No federal or state criminal warrants were present at the time of Martinez's release, according to Reese.
"Prior to his release, [ICE] had not sent a criminal warrant, signed by a judge, allowing MCSO to hold the defendant in jail," Reese wrote. "Instead, they processed a civil detainer, which they know cannot be legally used in Oregon...Federal and state law prohibit Oregon sheriffs' offices from holding anyone based solely on an immigration detainer."
In December 2016, commissioners unanimously voted to make Multnomah County a sanctuary county for undocumented immigrants and refugees, limiting what the sheriff's office can do in relation to immigration enforcement.
Reese wrote another letter to the community earlier this year, saying, "the sheriff's office does not hold people in county jails on ICE detainers or conduct any immigration enforcement actions."
Court records show Martinez has been deported and returned to the United States 20 different times. Reese said Martinez has a lengthy criminal history, having been booked into Multnomah County Jail nine times since 2008.
In connection with last week's attacks, Martinez is charged with first-degree sex abuse, sodomy, burglary, robbery and kidnapping, and second-degree assault. He is being held on $2 million bail.
The full statement from Sheriff Reese can be read below:
Last week I learned of a criminal act which victimized a member of our community and left all of us feeling distressed and heartbroken. All of our thoughts and prayers must be with her at this difficult time.
This terrible incident is concerning for everyone. The Multnomah County Sheriff's Office (MCSO) members followed state statute and federal case law. We managed the defendant through criminal procedure. We held the defendant until he could not be legally held any longer. We used the full scope of authority at our disposal.
Prior to his release, Immigration and Customs Enforcement (ICE) officials had not sent a criminal warrant, signed by a judge, allowing MCSO to hold the defendant in jail. Instead, they processed a civil detainer, which they know cannot be legally used in Oregon.
This defendant has a lengthy criminal history. He has been booked into Multnomah County Jail on nine separate occasions since 2008. Most recently, he was released from Multnomah County on July 17, 2017, after serving 31 days in custody. He was released consistent with the orders of the court. No federal or state criminal warrants were present at the time he left our custody.
MCSO has no authority in deportation or issues surrounding illegal reentry into the United States. MCSO holds in custody anyone who has been alleged to have committed a criminal act, or for whom a criminal warrant has been issued, until all charges have been properly adjudicated. MCSO does not hold anyone in custody for civil matters, as per federal and state law.

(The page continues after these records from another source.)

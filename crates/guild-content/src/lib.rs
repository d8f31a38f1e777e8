//! Text generation for guides and earning recommendations.
//!
//! A [`CompletionInterface`] talks to a chat-completion backend. The
//! [`ContentService`] builds the prompts, calls the backend once, and turns
//! empty or failed completions into fixed fallback text so callers always get
//! something to show.

use async_trait::async_trait;
use serde::{Deserialize, Serialize};
use thiserror::Error;

pub mod implementations {
	pub mod openrouter;
}

pub mod service;

pub use service::ContentService;

/// Errors that can occur while requesting a completion.
#[derive(Debug, Error)]
pub enum ContentError {
	#[error("Request failed: {0}")]
	Request(String),
	/// Backend answered with a non-success status.
	#[error("API error ({status}): {message}")]
	Api { status: u16, message: String },
	#[error("Invalid response: {0}")]
	InvalidResponse(String),
	#[error("Configuration error: {0}")]
	Configuration(String),
}

#[derive(Debug, Clone, PartialEq, Eq, Serialize, Deserialize)]
pub struct ChatMessage {
	pub role: String,
	pub content: String,
}

impl ChatMessage {
	pub fn system(content: impl Into<String>) -> Self {
		Self {
			role: "system".to_string(),
			content: content.into(),
		}
	}

	pub fn user(content: impl Into<String>) -> Self {
		Self {
			role: "user".to_string(),
			content: content.into(),
		}
	}
}

/// A single chat-completion call.
#[derive(Debug, Clone, PartialEq, Serialize)]
pub struct CompletionRequest {
	pub model: String,
	pub messages: Vec<ChatMessage>,
	pub max_tokens: u32,
	pub temperature: f32,
}

#[async_trait]
pub trait CompletionInterface: Send + Sync {
	/// Returns the text of the first choice, possibly empty.
	async fn complete(&self, request: &CompletionRequest) -> Result<String, ContentError>;
}
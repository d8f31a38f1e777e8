//! Amount conversion and string helpers used across the payment crates.

pub mod constants;
pub mod conversion;
pub mod formatting;

pub use constants::{BASE_CHAIN_ID, DEFAULT_PAYMENT_DESCRIPTION, USDC_BASE_ADDRESS, USDC_DECIMALS};
pub use conversion::{format_token_amount, to_base_units, AmountError};
pub use formatting::{truncate_id, with_0x_prefix};
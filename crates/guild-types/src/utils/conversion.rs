//! Exact conversion between decimal token amounts and integer base units.
//!
//! Amounts are parsed with `rust_decimal`, so "10.50" scales to exactly
//! 10500000 at 6 decimals. Digits beyond the token precision are truncated
//! toward zero: a payment is never rounded up past what the user typed.

use rust_decimal::{Decimal, RoundingStrategy};
use std::str::FromStr;
use thiserror::Error;

/// Errors produced while converting token amounts.
#[derive(Debug, Clone, PartialEq, Eq, Error)]
pub enum AmountError {
	#[error("Amount is not a decimal number: '{0}'")]
	NotANumber(String),
	#[error("Amount must be greater than zero")]
	NotPositive,
	#[error("Amount does not fit in {decimals} decimal places")]
	Overflow { decimals: u32 },
	#[error("Amount is smaller than one base unit")]
	BelowBaseUnit,
}

/// Parses a user supplied amount and requires it to be strictly positive.
pub(crate) fn parse_decimal_amount(amount: &str) -> Result<Decimal, AmountError> {
	let trimmed = amount.trim();
	let value =
		Decimal::from_str(trimmed).map_err(|_| AmountError::NotANumber(trimmed.to_string()))?;

	if value <= Decimal::ZERO {
		return Err(AmountError::NotPositive);
	}

	Ok(value)
}

/// Converts a decimal amount into an integer base-unit string.
///
/// # Arguments
///
/// * `amount` - Whole-token amount such as "1.50"
/// * `decimals` - Fractional digits of the token (6 for USDC)
///
/// # Errors
///
/// Fails when the amount is not a positive number, when scaling overflows,
/// or when truncation leaves nothing to pay.
pub fn to_base_units(amount: &str, decimals: u32) -> Result<String, AmountError> {
	let value = parse_decimal_amount(amount)?;

	let factor = 10i128
		.checked_pow(decimals)
		.and_then(|f| Decimal::try_from_i128_with_scale(f, 0).ok())
		.ok_or(AmountError::Overflow { decimals })?;

	let scaled = value
		.checked_mul(factor)
		.ok_or(AmountError::Overflow { decimals })?
		.round_dp_with_strategy(0, RoundingStrategy::ToZero);

	if scaled.is_zero() {
		return Err(AmountError::BelowBaseUnit);
	}

	Ok(scaled.normalize().to_string())
}

/// Formats a raw base-unit amount for display, e.g. "1500000" at 6 decimals
/// becomes "1.5". Returns `None` if `amount` is not an integer string.
pub fn format_token_amount(amount: &str, decimals: u32) -> Option<String> {
	let mut value = Decimal::from_str(amount.trim()).ok()?;
	if value.scale() != 0 {
		return None;
	}
	value.set_scale(decimals).ok()?;
	Some(value.normalize().to_string())
}

#[cfg(test)]
mod tests {
	use super::*;

	#[test]
	fn test_to_base_units_usdc() {
		assert_eq!(to_base_units("10.50", 6).unwrap(), "10500000");
		assert_eq!(to_base_units("1.5", 6).unwrap(), "1500000");
		assert_eq!(to_base_units("1", 6).unwrap(), "1000000");
		assert_eq!(to_base_units("0.000001", 6).unwrap(), "1");
		assert_eq!(to_base_units(" 2.25 ", 6).unwrap(), "2250000");
	}

	#[test]
	fn test_to_base_units_truncates_extra_digits() {
		assert_eq!(to_base_units("1.2345678", 6).unwrap(), "1234567");
		assert_eq!(to_base_units("0.1234569", 6).unwrap(), "123456");
		assert_eq!(
			to_base_units("0.0000001", 6),
			Err(AmountError::BelowBaseUnit)
		);
	}

	#[test]
	fn test_to_base_units_rejects_bad_input() {
		assert!(matches!(
			to_base_units("ten", 6),
			Err(AmountError::NotANumber(_))
		));
		assert_eq!(to_base_units("0", 6), Err(AmountError::NotPositive));
		assert_eq!(to_base_units("-1", 6), Err(AmountError::NotPositive));
		assert_eq!(
			to_base_units("1", 40),
			Err(AmountError::Overflow { decimals: 40 })
		);
	}

	#[test]
	fn test_to_base_units_eighteen_decimals() {
		assert_eq!(to_base_units("1.5", 18).unwrap(), "1500000000000000000");
	}

	#[test]
	fn test_format_token_amount() {
		assert_eq!(format_token_amount("1500000", 6).as_deref(), Some("1.5"));
		assert_eq!(format_token_amount("1000000", 6).as_deref(), Some("1"));
		assert_eq!(format_token_amount("100000", 6).as_deref(), Some("0.1"));
		assert_eq!(format_token_amount("0", 6).as_deref(), Some("0"));
		assert_eq!(format_token_amount("1000", 0).as_deref(), Some("1000"));
		assert_eq!(format_token_amount("1.5", 6), None);
		assert_eq!(format_token_amount("abc", 6), None);
	}
}
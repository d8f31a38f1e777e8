//! Settlement with a scripted outcome, recording every descriptor it receives.

use crate::{SettlementError, SettlementFactory, SettlementInterface, SettlementRegistry};
use async_trait::async_trait;
use guild_types::{ImplementationRegistry, SettlementDescriptor, TransactionHash};
use guild_wallet::WalletInterface;
use serde::Deserialize;
use std::time::Duration;
use tokio::sync::Mutex;

#[derive(Debug, Clone, Deserialize)]
pub struct MockSettlementConfig {
	#[serde(default = "default_transaction_hash")]
	pub transaction_hash: String,
	/// When set, every settlement is rejected with this message.
	#[serde(default)]
	pub error: Option<String>,
	#[serde(default)]
	pub delay_ms: u64,
}

fn default_transaction_hash() -> String {
	format!("0x{}", "ab".repeat(32))
}

pub struct MockSettlement {
	outcome: Result<TransactionHash, SettlementError>,
	delay: Duration,
	received: Mutex<Vec<SettlementDescriptor>>,
}

impl MockSettlement {
	pub fn returning(hash: impl Into<TransactionHash>) -> Self {
		Self {
			outcome: Ok(hash.into()),
			delay: Duration::ZERO,
			received: Mutex::new(Vec::new()),
		}
	}

	/// Settles "successfully" without an identifier.
	pub fn empty() -> Self {
		Self::returning("")
	}

	pub fn failing(error: SettlementError) -> Self {
		Self {
			outcome: Err(error),
			delay: Duration::ZERO,
			received: Mutex::new(Vec::new()),
		}
	}

	pub fn with_delay(mut self, delay: Duration) -> Self {
		self.delay = delay;
		self
	}

	/// Descriptors passed to `settle`, oldest first.
	pub async fn received(&self) -> Vec<SettlementDescriptor> {
		self.received.lock().await.clone()
	}
}

#[async_trait]
impl SettlementInterface for MockSettlement {
	fn name(&self) -> &str {
		"mock"
	}

	async fn settle(
		&self,
		descriptor: &SettlementDescriptor,
		_wallet: &dyn WalletInterface,
	) -> Result<TransactionHash, SettlementError> {
		self.received.lock().await.push(descriptor.clone());

		if !self.delay.is_zero() {
			tokio::time::sleep(self.delay).await;
		}

		self.outcome.clone()
	}
}

/// Factory for `[settlement.implementations.mock]`.
pub fn create_settlement(
	config: &toml::Value,
) -> Result<Box<dyn SettlementInterface>, SettlementError> {
	let config: MockSettlementConfig = config.clone().try_into().map_err(|e| {
		SettlementError::Configuration(format!("Invalid mock settlement config: {}", e))
	})?;

	let settlement = match config.error {
		Some(message) => MockSettlement::failing(SettlementError::rejected(message)),
		None => MockSettlement::returning(config.transaction_hash),
	};

	Ok(Box::new(
		settlement.with_delay(Duration::from_millis(config.delay_ms)),
	))
}

pub struct Registry;

impl ImplementationRegistry for Registry {
	const NAME: &'static str = "mock";
	type Factory = SettlementFactory;

	fn factory() -> Self::Factory {
		create_settlement
	}
}

impl SettlementRegistry for Registry {}

#[cfg(test)]
mod tests {
	use super::*;
	use guild_wallet::implementations::mock::MockWallet;
	use std::collections::BTreeMap;

	fn descriptor() -> SettlementDescriptor {
		SettlementDescriptor {
			to: "0x1234567890123456789012345678901234567890".into(),
			amount: "1".into(),
			token: "0xtoken".into(),
			description: "test".into(),
			metadata: BTreeMap::new(),
			chain_id: 1,
		}
	}

	#[tokio::test]
	async fn test_records_descriptors() {
		let settlement = MockSettlement::returning("0xfeed");
		let wallet = MockWallet::at_head(1);

		let hash = settlement.settle(&descriptor(), &wallet).await.unwrap();
		assert_eq!(hash.as_str(), "0xfeed");
		assert_eq!(settlement.received().await, vec![descriptor()]);
	}

	#[tokio::test]
	async fn test_factory_error_outcome() {
		let mut table = toml::map::Map::new();
		table.insert("error".into(), toml::Value::String("User rejected".into()));
		let settlement = create_settlement(&toml::Value::Table(table)).unwrap();
		let wallet = MockWallet::at_head(1);

		let error = settlement.settle(&descriptor(), &wallet).await.unwrap_err();
		assert_eq!(error.user_message(), "User rejected");
	}

	#[tokio::test]
	async fn test_factory_default_hash() {
		let settlement = create_settlement(&toml::Value::Table(toml::map::Map::new())).unwrap();
		let wallet = MockWallet::at_head(1);

		let hash = settlement.settle(&descriptor(), &wallet).await.unwrap();
		assert_eq!(hash.as_str().len(), 66);
	}
}
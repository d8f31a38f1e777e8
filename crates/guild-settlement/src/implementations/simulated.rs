//! Simulated settlement.
//!
//! Nothing is sent anywhere: after a fixed delay the settlement answers with
//! a random 32-byte transaction identifier. Confirmation counting against a
//! real chain will therefore never find a receipt for it.

use crate::{SettlementError, SettlementFactory, SettlementInterface, SettlementRegistry};
use async_trait::async_trait;
use guild_types::{
	truncate_id, with_0x_prefix, ImplementationRegistry, SettlementDescriptor, TransactionHash,
};
use guild_wallet::WalletInterface;
use serde::Deserialize;
use std::time::Duration;

#[derive(Debug, Clone, Deserialize)]
pub struct SimulatedSettlementConfig {
	/// Time spent "processing" before the identifier is returned.
	#[serde(default = "default_delay_ms")]
	pub delay_ms: u64,
}

fn default_delay_ms() -> u64 {
	2000
}

impl Default for SimulatedSettlementConfig {
	fn default() -> Self {
		Self {
			delay_ms: default_delay_ms(),
		}
	}
}

pub struct SimulatedSettlement {
	delay: Duration,
}

impl SimulatedSettlement {
	pub fn new(config: SimulatedSettlementConfig) -> Self {
		Self {
			delay: Duration::from_millis(config.delay_ms),
		}
	}
}

/// Random `0x`-prefixed identifier of 64 hex digits.
pub fn random_transaction_hash() -> TransactionHash {
	let bytes: [u8; 32] = rand::random();
	TransactionHash::new(with_0x_prefix(&hex::encode(bytes)))
}

#[async_trait]
impl SettlementInterface for SimulatedSettlement {
	fn name(&self) -> &str {
		"simulated"
	}

	async fn settle(
		&self,
		descriptor: &SettlementDescriptor,
		wallet: &dyn WalletInterface,
	) -> Result<TransactionHash, SettlementError> {
		tracing::info!(
			from = %wallet.address(),
			to = %descriptor.to,
			amount = %descriptor.amount,
			token = %descriptor.token,
			chain_id = descriptor.chain_id,
			description = %descriptor.description,
			"Simulating settlement"
		);

		tokio::time::sleep(self.delay).await;

		let hash = random_transaction_hash();
		tracing::debug!(tx_hash = %truncate_id(hash.as_str()), "Simulated settlement complete");
		Ok(hash)
	}
}

/// Factory for `[settlement.implementations.simulated]`.
pub fn create_settlement(
	config: &toml::Value,
) -> Result<Box<dyn SettlementInterface>, SettlementError> {
	let config: SimulatedSettlementConfig = config.clone().try_into().map_err(|e| {
		SettlementError::Configuration(format!("Invalid simulated settlement config: {}", e))
	})?;

	Ok(Box::new(SimulatedSettlement::new(config)))
}

pub struct Registry;

impl ImplementationRegistry for Registry {
	const NAME: &'static str = "simulated";
	type Factory = SettlementFactory;

	fn factory() -> Self::Factory {
		create_settlement
	}
}

impl SettlementRegistry for Registry {}

#[cfg(test)]
mod tests {
	use super::*;
	use guild_types::{BASE_CHAIN_ID, DEFAULT_PAYMENT_DESCRIPTION, USDC_BASE_ADDRESS};
	use guild_wallet::implementations::mock::MockWallet;
	use std::collections::BTreeMap;

	fn descriptor() -> SettlementDescriptor {
		SettlementDescriptor {
			to: "0x1234567890123456789012345678901234567890".into(),
			amount: "1500000".into(),
			token: USDC_BASE_ADDRESS.into(),
			description: DEFAULT_PAYMENT_DESCRIPTION.into(),
			metadata: BTreeMap::new(),
			chain_id: BASE_CHAIN_ID,
		}
	}

	#[test]
	fn test_random_hash_shape() {
		let hash = random_transaction_hash();
		assert_eq!(hash.as_str().len(), 66);
		assert!(hash.as_str().starts_with("0x"));
		assert!(hash.as_str()[2..].chars().all(|c| c.is_ascii_hexdigit()));
		assert_ne!(hash, random_transaction_hash());
	}

	#[tokio::test(start_paused = true)]
	async fn test_settle_waits_for_delay() {
		let settlement = SimulatedSettlement::new(SimulatedSettlementConfig::default());
		let wallet = MockWallet::at_head(1);

		let start = tokio::time::Instant::now();
		let hash = settlement.settle(&descriptor(), &wallet).await.unwrap();

		assert!(start.elapsed() >= Duration::from_millis(2000));
		assert!(!hash.is_empty());
	}

	#[test]
	fn test_factory_reads_delay() {
		let mut table = toml::map::Map::new();
		table.insert("delay_ms".into(), toml::Value::Integer(10));
		assert!(create_settlement(&toml::Value::Table(table)).is_ok());

		let mut bad = toml::map::Map::new();
		bad.insert("delay_ms".into(), toml::Value::String("soon".into()));
		assert!(matches!(
			create_settlement(&toml::Value::Table(bad)),
			Err(SettlementError::Configuration(_))
		));
	}
}
//! Redacting string wrapper for API keys.
//!
//! The wrapped value is zeroed on drop and never appears in `Debug`,
//! `Display` or serialized output.

use serde::{Deserialize, Deserializer, Serialize, Serializer};
use std::fmt;
use zeroize::Zeroizing;

const REDACTED: &str = "***REDACTED***";

#[derive(Clone, Default)]
pub struct SecretString(Zeroizing<String>);

impl SecretString {
	pub fn new(s: impl Into<String>) -> Self {
		Self(Zeroizing::new(s.into()))
	}

	/// Exposes the secret to `f` without letting it escape the closure
	/// by accident.
	pub fn with_exposed<F, R>(&self, f: F) -> R
	where
		F: FnOnce(&str) -> R,
	{
		f(&self.0)
	}

	pub fn is_empty(&self) -> bool {
		self.0.is_empty()
	}
}

impl fmt::Debug for SecretString {
	fn fmt(&self, f: &mut fmt::Formatter<'_>) -> fmt::Result {
		write!(f, "SecretString({})", REDACTED)
	}
}

impl fmt::Display for SecretString {
	fn fmt(&self, f: &mut fmt::Formatter<'_>) -> fmt::Result {
		f.write_str(REDACTED)
	}
}

impl From<String> for SecretString {
	fn from(s: String) -> Self {
		Self::new(s)
	}
}

impl From<&str> for SecretString {
	fn from(s: &str) -> Self {
		Self::new(s)
	}
}

impl PartialEq for SecretString {
	fn eq(&self, other: &Self) -> bool {
		self.0.as_str() == other.0.as_str()
	}
}

impl Eq for SecretString {}

impl Serialize for SecretString {
	fn serialize<S>(&self, serializer: S) -> Result<S::Ok, S::Error>
	where
		S: Serializer,
	{
		serializer.serialize_str(REDACTED)
	}
}

impl<'de> Deserialize<'de> for SecretString {
	fn deserialize<D>(deserializer: D) -> Result<Self, D::Error>
	where
		D: Deserializer<'de>,
	{
		String::deserialize(deserializer).map(SecretString::new)
	}
}

#[cfg(test)]
mod tests {
	use super::*;

	#[test]
	fn test_secret_is_redacted() {
		let secret = SecretString::from("sk-or-v1-abcdef");
		assert_eq!(format!("{}", secret), REDACTED);
		assert!(!format!("{:?}", secret).contains("abcdef"));
		assert_eq!(
			serde_json::to_string(&secret).unwrap(),
			format!("\"{}\"", REDACTED)
		);
		secret.with_exposed(|key| assert_eq!(key, "sk-or-v1-abcdef"));
	}

	#[test]
	fn test_deserialize() {
		let secret: SecretString = serde_json::from_str("\"key\"").unwrap();
		assert!(!secret.is_empty());
		assert_eq!(secret, SecretString::from("key"));
	}
}
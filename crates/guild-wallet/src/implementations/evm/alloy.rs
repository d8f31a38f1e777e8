//! JSON-RPC wallet backed by an Alloy HTTP provider.
//!
//! This wallet is read-only: it answers receipt, block and balance queries
//! for a configured account. Signing stays with the settlement step.

use crate::{WalletError, WalletFactory, WalletInterface, WalletRegistry};
use alloy_primitives::{Address, B256, U256};
use alloy_provider::{Provider, ProviderBuilder};
use alloy_rpc_types::TransactionRequest;
use alloy_transport_http::Http;
use async_trait::async_trait;
use guild_types::{ImplementationRegistry, TransactionHash, TransactionReceipt, BASE_CHAIN_ID};
use serde::Deserialize;
use std::sync::Arc;

/// ERC-20 `balanceOf(address)` selector.
const BALANCE_OF_SELECTOR: [u8; 4] = [0x70, 0xa0, 0x82, 0x31];

/// Configuration for [`AlloyWallet`].
#[derive(Debug, Clone, Deserialize)]
pub struct AlloyWalletConfig {
	pub rpc_url: String,
	/// Account the wallet acts for.
	pub address: String,
	#[serde(default = "default_chain_id")]
	pub chain_id: u64,
}

fn default_chain_id() -> u64 {
	BASE_CHAIN_ID
}

pub struct AlloyWallet {
	provider: Arc<dyn Provider<Http<reqwest::Client>> + Send + Sync>,
	address: String,
	account: Address,
	chain_id: u64,
}

impl AlloyWallet {
	pub fn new(config: AlloyWalletConfig) -> Result<Self, WalletError> {
		let url = config.rpc_url.parse().map_err(|e| {
			WalletError::Configuration(format!("Invalid RPC URL '{}': {}", config.rpc_url, e))
		})?;

		let account: Address = config
			.address
			.parse()
			.map_err(|e| WalletError::InvalidAddress(format!("{}: {}", config.address, e)))?;

		let provider = ProviderBuilder::new().on_http(url);

		tracing::debug!(
			chain_id = config.chain_id,
			address = %config.address,
			"Created JSON-RPC wallet"
		);

		Ok(Self {
			provider: Arc::new(provider) as Arc<dyn Provider<Http<reqwest::Client>> + Send + Sync>,
			address: config.address,
			account,
			chain_id: config.chain_id,
		})
	}
}

#[async_trait]
impl WalletInterface for AlloyWallet {
	fn address(&self) -> &str {
		&self.address
	}

	fn chain_id(&self) -> u64 {
		self.chain_id
	}

	async fn get_receipt(
		&self,
		hash: &TransactionHash,
	) -> Result<Option<TransactionReceipt>, WalletError> {
		let tx_hash: B256 = hash
			.as_str()
			.parse()
			.map_err(|e| WalletError::InvalidHash(format!("{}: {}", hash, e)))?;

		let receipt = self
			.provider
			.get_transaction_receipt(tx_hash)
			.await
			.map_err(|e| WalletError::Network(format!("Failed to get receipt: {}", e)))?;

		Ok(receipt.map(|receipt| TransactionReceipt {
			hash: hash.clone(),
			block_number: receipt.block_number.unwrap_or(0),
			success: receipt.status(),
		}))
	}

	async fn get_block_number(&self) -> Result<u64, WalletError> {
		self.provider
			.get_block_number()
			.await
			.map_err(|e| WalletError::Network(format!("Failed to get block number: {}", e)))
	}

	async fn get_token_balance(&self, token: &str) -> Result<String, WalletError> {
		let token_addr: Address = token
			.parse()
			.map_err(|e| WalletError::InvalidAddress(format!("{}: {}", token, e)))?;

		let mut call_data = Vec::with_capacity(36);
		call_data.extend_from_slice(&BALANCE_OF_SELECTOR);
		call_data.extend_from_slice(&[0; 12]);
		call_data.extend_from_slice(self.account.as_slice());

		let request = TransactionRequest::default()
			.to(token_addr)
			.input(call_data.into());

		let result = self
			.provider
			.call(&request)
			.await
			.map_err(|e| WalletError::Network(format!("Failed to call balanceOf: {}", e)))?;

		if result.len() < 32 {
			return Err(WalletError::Network(
				"Invalid balanceOf response".to_string(),
			));
		}

		Ok(U256::from_be_slice(&result[..32]).to_string())
	}
}

/// Factory for `[wallet.implementations.evm_alloy]`.
///
/// Required keys: `rpc_url`, `address`. Optional: `chain_id` (defaults to Base).
pub fn create_wallet(config: &toml::Value) -> Result<Box<dyn WalletInterface>, WalletError> {
	let config: AlloyWalletConfig = config
		.clone()
		.try_into()
		.map_err(|e| WalletError::Configuration(format!("Invalid evm_alloy config: {}", e)))?;

	Ok(Box::new(AlloyWallet::new(config)?))
}

pub struct Registry;

impl ImplementationRegistry for Registry {
	const NAME: &'static str = "evm_alloy";
	type Factory = WalletFactory;

	fn factory() -> Self::Factory {
		create_wallet
	}
}

impl WalletRegistry for Registry {}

Federal authorities indicate the defendant in this case is not legally present in the United States and has been deported on numerous occasions. The defendant has been removed from the Country, and has returned to commit additional crimes. Given this defendant's repeated deportations following criminal convictions in the United States, it would help our community to understand how he was held accountable by federal authorities for multiple, illegal reentries.
Local public safety entities, including MCSO, have previously met with the United States Attorney for the District of Oregon, and our local ICE officials, to discuss the legal need for a criminal warrant to hold defendants in a situation such as this. Federal and state law prohibit Oregon Sheriffs' Offices from holding anyone based solely on an immigration detainer.
ICE officials have the ability to ask for a criminal warrant, signed by a federal judge, to keep defendants in custody. If this were to happen, Sheriffs in Oregon would cooperate with the federal criminal warrant until the charges were properly adjudicated. No such warrant was placed on this defendant prior to his release.